In this scenario, consider an advanced use case that can handle large payloads by using the claim-check pattern.

AWS reference architecture for a webhook consumer

At a high-level, the architecture consists of:

  • API: An API endpoint to receive webhooks. An event-driven system then authorizes and processes the received webhooks.
  • Payload Store: S3 provides scalable storage for large payloads.
  • Webhook Processing: EventBridge Pipes provide an extensible architecture for processing. It can batch, filter, enrich, and send events to a range of processing services as targets.

Considerations and best practices for receiving webhooks

When building an application to receive webhooks, consider the following factors:

Scalability: Providers typically send events as they occur. API Gateway provides a scalable managed endpoint to receive events. If unavailable or throttled, providers may retry the request, however, this is not guaranteed. Therefore, it is important to configure appropriate rate and burst limits. Throttling requests at the entry point mitigates impact on downstream services, where each service has its own quotas and limits. In many cases, providers are also aware of impact on downstream systems. As such, they send events at a threshold rate limit, typically up to 500 transactions per second (TPS).

Considerations and best practices for receiving webhooks

In addition, API Gateway allows you to validate requests, monitor for any errors, and protect against distributed denial of service (DDoS). This includes Layer 7 and Layer 3 attacks, which are common threats to webhook consumers given public exposure.

Authorization and Verification: Providers can support different authorization methods. Consider a common scenario with Hash-based Message Authentication Code (HMAC), where a shared secret is established and stored in Secrets Manager. A Lambda function then verifies integrity of the message, processing a signature in the request header. Typically, the signature contains a timestamped nonce with an expiry to mitigate replay attacks, where events are sent multiple times by an attacker. Alternatively, if the provider supports OAuth, consider securing the API with Amazon Cognito.

Payload Size: Providers may send a variety of payload sizes. Events can be batched to a single larger request, or they may contain significant information. Consider payload size limits in your event-driven system. API Gateway and Lambda have limits of 10 Mb and 6 Mb. However, DynamoDB and SQS are limited to 400kb and 256kb (with extension for large messages) which can represent a bottleneck.

Instead of processing the entire payload, S3 stores the payload. It is then referenced in DynamoDB, via its bucket name and object key. This is known as the claim-check pattern. With this approach, the architecture supports payloads of up to 6mb, as per the Lambda invocation payload quota.

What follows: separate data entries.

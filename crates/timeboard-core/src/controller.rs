use tracing::debug;

use crate::model::Granularity;
use crate::persistence::{
  KeyValueStore,
  ModePersistence
};
use crate::surface::DashboardSurface;

/// Makes `mode` the only selected
/// button and the only grid variant.
/// Every change of selection state goes
/// through here. When several buttons
/// carry the same mode only the first
/// one is selected.
pub fn apply_mode<D>(
  mode: Granularity,
  surface: &mut D
) where
  D: DashboardSurface + ?Sized
{
  let modes = surface.button_modes();
  let chosen = modes
    .iter()
    .position(|button_mode| {
      *button_mode == Some(mode)
    });
  for index in 0..modes.len() {
    surface.set_selected(
      index,
      Some(index) == chosen
    );
  }
  surface.set_variant(mode);
  debug!(%mode, "applied mode");
}

/// Click handler: apply, then persist.
pub fn select_mode<D, S>(
  mode: Granularity,
  surface: &mut D,
  persistence: &mut ModePersistence<S>
) where
  D: DashboardSurface + ?Sized,
  S: KeyValueStore
{
  apply_mode(mode, surface);
  persistence.write(mode);
}

#[cfg(test)]
mod tests {
  use super::*;
  use crate::persistence::MemoryStore;
  use crate::surface::MemorySurface;

  #[test]
  fn exactly_one_button_selected_for_every_mode(
  ) {
    let mut surface =
      MemorySurface::standard();
    for mode in Granularity::all() {
      apply_mode(mode, &mut surface);
      assert_eq!(
        surface.selected_modes(),
        vec![Some(mode)]
      );
      assert_eq!(
        surface
          .variants
          .iter()
          .copied()
          .collect::<Vec<_>>(),
        vec![mode]
      );
    }
  }

  #[test]
  fn apply_is_idempotent() {
    let mut once = MemorySurface::standard();
    apply_mode(
      Granularity::Monthly,
      &mut once
    );

    let mut twice = once.clone();
    apply_mode(
      Granularity::Monthly,
      &mut twice
    );
    assert_eq!(once, twice);
  }

  #[test]
  fn unknown_buttons_are_never_selected()
  {
    let mut surface =
      MemorySurface::with_buttons([
        Some(Granularity::Daily),
        None,
        Some(Granularity::Weekly)
      ]);
    surface.buttons[1].selected = true;

    apply_mode(
      Granularity::Weekly,
      &mut surface
    );
    let flags: Vec<bool> = surface
      .buttons
      .iter()
      .map(|button| button.selected)
      .collect();
    assert_eq!(
      flags,
      vec![false, false, true]
    );
  }

  #[test]
  fn duplicate_buttons_select_only_the_first(
  ) {
    let mut surface =
      MemorySurface::with_buttons([
        Some(Granularity::Daily),
        Some(Granularity::Weekly),
        Some(Granularity::Daily)
      ]);
    surface.buttons[2].selected = true;

    apply_mode(
      Granularity::Daily,
      &mut surface
    );
    assert_eq!(
      surface.selected_modes(),
      vec![Some(Granularity::Daily)]
    );
    let flags: Vec<bool> = surface
      .buttons
      .iter()
      .map(|button| button.selected)
      .collect();
    assert_eq!(
      flags,
      vec![true, false, false]
    );
  }

  #[test]
  fn select_persists_the_choice() {
    let mut surface =
      MemorySurface::standard();
    let mut persistence =
      ModePersistence::new(MemoryStore::new());

    select_mode(
      Granularity::Daily,
      &mut surface,
      &mut persistence
    );
    assert_eq!(
      surface.selected_modes(),
      vec![Some(Granularity::Daily)]
    );
    assert_eq!(
      persistence.read(),
      Granularity::Daily
    );
  }
}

Considerations and best practices for receiving webhooks

Idempotency: For reliability, many providers prioritize delivering at-least-once, even if it means not guaranteeing exactly once delivery. They can transmit the same request multiple times, resulting in duplicates. To handle this, a Lambda function checks against the event’s unique identifier against previous records in DynamoDB. If not already processed, you create a DynamoDB item.

Ordering: Consider processing requests in its intended order. As most providers prioritize at-least-once delivery, events can be out of order. To indicate order, events may include a timestamp or a sequence identifier in the payload. If not, ordering may be on a best-efforts basis based on when the webhook is received. To handle ordering reliably, select event-driven services that ensure ordering. This example uses DynamoDB Streams and EventBridge Pipes.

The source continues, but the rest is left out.